Tratado entre Mercosul e UE começa a valer provisoriamente em maio com redução de tarifas
O presidente Luiz Inácio Lula da Silva assinou nesta terça-feira (28), no Palácio do Planalto, o decreto de promulgação do acordo entre Mercosul e União Europeia, que começará a vigorar de forma provisória a partir de 1º de maio, com previsão de redução gradual de tarifas comerciais entre os blocos.
O tratado foi aprovado pelo Congresso Nacional em 17 de março e representa o desfecho de mais de duas décadas de negociações entre os países integrantes das duas regiões.
O acordo estabelece a redução tarifária ao longo dos próximos anos para 91% dos produtos importados pelos países do Mercosul e para 95% dos produtos provenientes da União Europeia. A iniciativa é considerada uma das mais relevantes em termos de integração econômica entre blocos.
Durante a sessão de promulgação, o vice-presidente Geraldo Alckmin destacou a dimensão do tratado e seu impacto global. “O acordo entre Mercosul e União Europeia conecta dois blocos econômicos que juntos representam mais de 700 milhões de pessoas e um quarto da economia mundial. Trata-se do maior acordo já negociado pelo Mercosul e o maior acordo entre blocos do mundo”, afirmou.
Além das regras comerciais, o acordo inclui compromissos relacionados a questões ambientais, investimentos, compras públicas e medidas de facilitação para pequenas e médias empresas. Entre os benefícios previstos está a redução de custos para exportadores de menor porte, o que pode ampliar a participação desses agentes no comércio internacional.

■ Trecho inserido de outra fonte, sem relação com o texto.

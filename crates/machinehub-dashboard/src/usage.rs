//! Active-minutes and first-on derivation from power logs.

use chrono::{DateTime, Utc};

use machinehub_api::{PowerLogEntry, types::PowerLogKind};
use machinehub_core::time;

/// Usage summary of one machine for the current local day.
#[derive(Debug, Clone, Default, PartialEq, Eq)]
pub struct MachineUsage {
    /// First power-on today, if any.
    pub first_on_today: Option<DateTime<Utc>>,
    /// Minutes powered today, including an open interval since the last
    /// unmatched power-on.
    pub active_minutes_today: u64,
}

/// Derive today's usage from a machine's power log.
///
/// Logs arrive oldest first. `Apagado` rows carry the duration of the
/// closed interval; a trailing `Encendido` without a matching `Apagado`
/// counts as running until `now`.
pub fn derive_usage(logs: &[PowerLogEntry], now: DateTime<Utc>) -> MachineUsage {
    let today = time::local_date(&now);
    let mut usage = MachineUsage::default();
    let mut open_since: Option<DateTime<Utc>> = None;

    for entry in logs {
        let entry_is_today = time::local_date(&entry.ts) == today;
        match entry.event {
            PowerLogKind::Encendido => {
                if entry_is_today && usage.first_on_today.is_none() {
                    usage.first_on_today = Some(entry.ts);
                }
                open_since = Some(entry.ts);
            }
            PowerLogKind::Apagado => {
                if entry_is_today {
                    if let Some(dur) = entry.dur {
                        usage.active_minutes_today += dur;
                    }
                }
                open_since = None;
            }
        }
    }

    if let Some(since) = open_since {
        let running = now.signed_duration_since(since.max(time::start_of_local_day(&now)));
        usage.active_minutes_today += running.num_minutes().max(0) as u64;
    }

    usage
}
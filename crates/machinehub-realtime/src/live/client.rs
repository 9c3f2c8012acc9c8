//! Live event channel client.
//!
//! Maintains a WebSocket connection to the backend's live channel,
//! normalizes the named events (`coin_inserted`, `machine_on`,
//! `machine_off`) it delivers, and reconnects with jittered backoff when
//! the connection drops. Runs only while the foreground context runs.

use futures::{Sink, SinkExt, Stream, StreamExt};
use serde::Deserialize;
use serde_json::Value;
use tokio::sync::mpsc;
use tokio_tungstenite::connect_async;
use tokio_tungstenite::tungstenite::Message;
use tokio_util::sync::CancellationToken;
use tracing;

use machinehub_core::config::realtime::RealtimeConfig;
use machinehub_core::events::{NormalizedEvent, normalize_with_hint};
use machinehub_core::types::EventKind;

use super::backoff::ReconnectPolicy;

/// One frame on the live channel. The server names the event at the
/// frame level and nests the payload.
#[derive(Debug, Deserialize)]
struct LiveFrame {
    /// Named event, e.g. `coin_inserted`.
    #[serde(alias = "type")]
    event: String,
    /// Event payload.
    #[serde(default, alias = "data")]
    payload: Value,
}

/// Live channel client.
#[derive(Debug)]
pub struct LiveClient {
    /// WebSocket URL of the live channel.
    url: String,
    /// Reconnect policy bounds.
    config: RealtimeConfig,
}

impl LiveClient {
    /// Build a client. When the configured URL is empty it is derived
    /// from the API base URL (`http` → `ws`, path `/ws`).
    pub fn new(config: &RealtimeConfig, api_base_url: &str) -> Self {
        let url = if config.url.is_empty() {
            derive_ws_url(api_base_url, "/ws")
        } else {
            config.url.clone()
        };
        Self {
            url,
            config: config.clone(),
        }
    }

    /// Channel URL.
    pub fn url(&self) -> &str {
        &self.url
    }

    /// Run the connect/read loop until cancelled.
    ///
    /// Normalized events are sent on `events_tx` in arrival order. Frames
    /// that fail to decode or normalize are logged and skipped; the loop
    /// itself never errors out.
    pub async fn run(
        self,
        events_tx: mpsc::Sender<NormalizedEvent>,
        shutdown: CancellationToken,
    ) {
        let mut policy =
            ReconnectPolicy::new(self.config.reconnect_initial_ms, self.config.reconnect_max_ms);

        loop {
            if shutdown.is_cancelled() {
                break;
            }

            let connect = tokio::select! {
                _ = shutdown.cancelled() => break,
                result = connect_async(self.url.as_str()) => result,
            };

            match connect {
                Ok((stream, _)) => {
                    tracing::info!(url = %self.url, "Live channel connected");
                    policy.reset();
                    self.read_loop(stream, &events_tx, &shutdown).await;
                    if shutdown.is_cancelled() {
                        break;
                    }
                    tracing::warn!(url = %self.url, "Live channel disconnected");
                }
                Err(e) => {
                    tracing::warn!(url = %self.url, "Live channel connect failed: {e}");
                }
            }

            let delay = policy.next_delay();
            tokio::select! {
                _ = shutdown.cancelled() => break,
                _ = tokio::time::sleep(delay) => {}
            }
        }

        tracing::debug!("Live channel loop ended");
    }

    async fn read_loop<S>(
        &self,
        stream: S,
        events_tx: &mpsc::Sender<NormalizedEvent>,
        shutdown: &CancellationToken,
    ) where
        S: Stream<Item = Result<Message, tokio_tungstenite::tungstenite::Error>>
            + Sink<Message>
            + Unpin,
    {
        let (mut sink, mut source) = stream.split();

        loop {
            let message = tokio::select! {
                _ = shutdown.cancelled() => break,
                msg = source.next() => msg,
            };

            match message {
                Some(Ok(Message::Text(text))) => {
                    if let Some(event) = decode_frame(text.as_str()) {
                        if events_tx.send(event).await.is_err() {
                            // Receiver gone; the owning context shut down.
                            break;
                        }
                    }
                }
                Some(Ok(Message::Ping(data))) => {
                    if sink.send(Message::Pong(data)).await.is_err() {
                        break;
                    }
                }
                Some(Ok(Message::Close(_))) | None => break,
                Some(Ok(_)) => {}
                Some(Err(e)) => {
                    tracing::debug!("Live channel read error: {e}");
                    break;
                }
            }
        }
    }
}

/// Decode and normalize one text frame. Returns `None` for frames that
/// are not events or that the normalizer rejects.
fn decode_frame(text: &str) -> Option<NormalizedEvent> {
    let frame: LiveFrame = match serde_json::from_str(text) {
        Ok(frame) => frame,
        Err(e) => {
            tracing::debug!("Undecodable live frame: {e}");
            return None;
        }
    };

    let hint = frame.event.parse::<EventKind>().ok();
    let normalized = normalize_with_hint(&frame.payload, hint);
    if normalized.is_none() {
        tracing::debug!(event = %frame.event, "Dropped live event without machine id");
    }
    normalized
}

/// Derive a WebSocket URL from an HTTP base URL.
pub(crate) fn derive_ws_url(api_base_url: &str, path: &str) -> String {
    let base = api_base_url.trim_end_matches('/');
    let swapped = if let Some(rest) = base.strip_prefix("https://") {
        format!("wss://{rest}")
    } else if let Some(rest) = base.strip_prefix("http://") {
        format!("ws://{rest}")
    } else {
        base.to_string()
    };
    format!("{swapped}{path}")
}

#[cfg(test)]
mod tests {
    use super::*;

    #[test]
    fn test_derive_ws_url() {
        assert_eq!(
            derive_ws_url("http://localhost:3000", "/ws"),
            "ws://localhost:3000/ws"
        );
        assert_eq!(
            derive_ws_url("https://hub.example.com/", "/push"),
            "wss://hub.example.com/push"
        );
    }

    #[test]
    fn test_decode_named_frame() {
        let event = decode_frame(
            r#"{"event":"coin_inserted","payload":{"machine_id":"5","data":{"cantidad":2}}}"#,
        )
        .unwrap();
        assert_eq!(event.kind, EventKind::CoinInserted);
        assert_eq!(event.amount, Some(2));
    }

    #[test]
    fn test_decode_rejects_missing_machine() {
        assert!(decode_frame(r#"{"event":"machine_on","payload":{}}"#).is_none());
        assert!(decode_frame("not json").is_none());
    }

    #[test]
    fn test_payload_type_wins_over_frame_name() {
        let event = decode_frame(
            r#"{"event":"machine_on","payload":{"type":"machine_off","machine_id":"7"}}"#,
        )
        .unwrap();
        assert_eq!(event.kind, EventKind::MachineOff);
    }
}
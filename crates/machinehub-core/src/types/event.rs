//! Event kind enumeration.

use std::fmt;
use std::str::FromStr;

use serde::{Deserialize, Serialize};

/// The kind of a fleet event.
#[derive(Debug, Clone, Copy, PartialEq, Eq, Hash, Serialize, Deserialize)]
#[serde(rename_all = "snake_case")]
pub enum EventKind {
    /// A machine powered on.
    MachineOn,
    /// A machine powered off. Operationally significant — rendered at
    /// high priority.
    MachineOff,
    /// A coin was inserted.
    CoinInserted,
    /// Unknown or generic event. Stored in the feed but never rendered
    /// as a system notification.
    Other,
}

impl EventKind {
    /// Wire name of the kind (`coin_inserted`, `machine_on`, ...).
    pub fn as_str(&self) -> &'static str {
        match self {
            Self::MachineOn => "machine_on",
            Self::MachineOff => "machine_off",
            Self::CoinInserted => "coin_inserted",
            Self::Other => "event",
        }
    }

    /// Whether a system notification for this kind demands explicit
    /// dismissal and a long vibration pattern.
    pub fn is_high_priority(&self) -> bool {
        matches!(self, Self::MachineOff)
    }
}

impl fmt::Display for EventKind {
    fn fmt(&self, f: &mut fmt::Formatter<'_>) -> fmt::Result {
        write!(f, "{}", self.as_str())
    }
}

impl FromStr for EventKind {
    type Err = std::convert::Infallible;

    fn from_str(s: &str) -> Result<Self, Self::Err> {
        Ok(match s.trim() {
            "machine_on" => Self::MachineOn,
            "machine_off" => Self::MachineOff,
            "coin_inserted" => Self::CoinInserted,
            _ => Self::Other,
        })
    }
}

O ministro do Desenvolvimento, Indústria e Comércio, Márcio Elias Rosa, também ressaltou o alcance estratégico do tratado. “Talvez nós estejamos na formação do maior bloco econômico formado nos últimos tempos. Estamos falando de 720 milhões de pessoas que estarão conectadas no mesmo comércio. É um acordo de livre comércio”, disse à EBC.
O acordo Mercosul-União Europeia foi uma das prioridades do governo federal no início do ano e integra a agenda econômica apresentada ao Congresso. Em meio ao calendário eleitoral, a formalização do tratado tende a ganhar destaque como vitrine das ações do Executivo.
Paralelamente, o governo editou um decreto complementar que estabelece procedimentos para eventual aplicação de salvaguardas bilaterais em acordos comerciais dos quais o Brasil faça parte, atendendo a demandas de parlamentares e representantes do setor produtivo.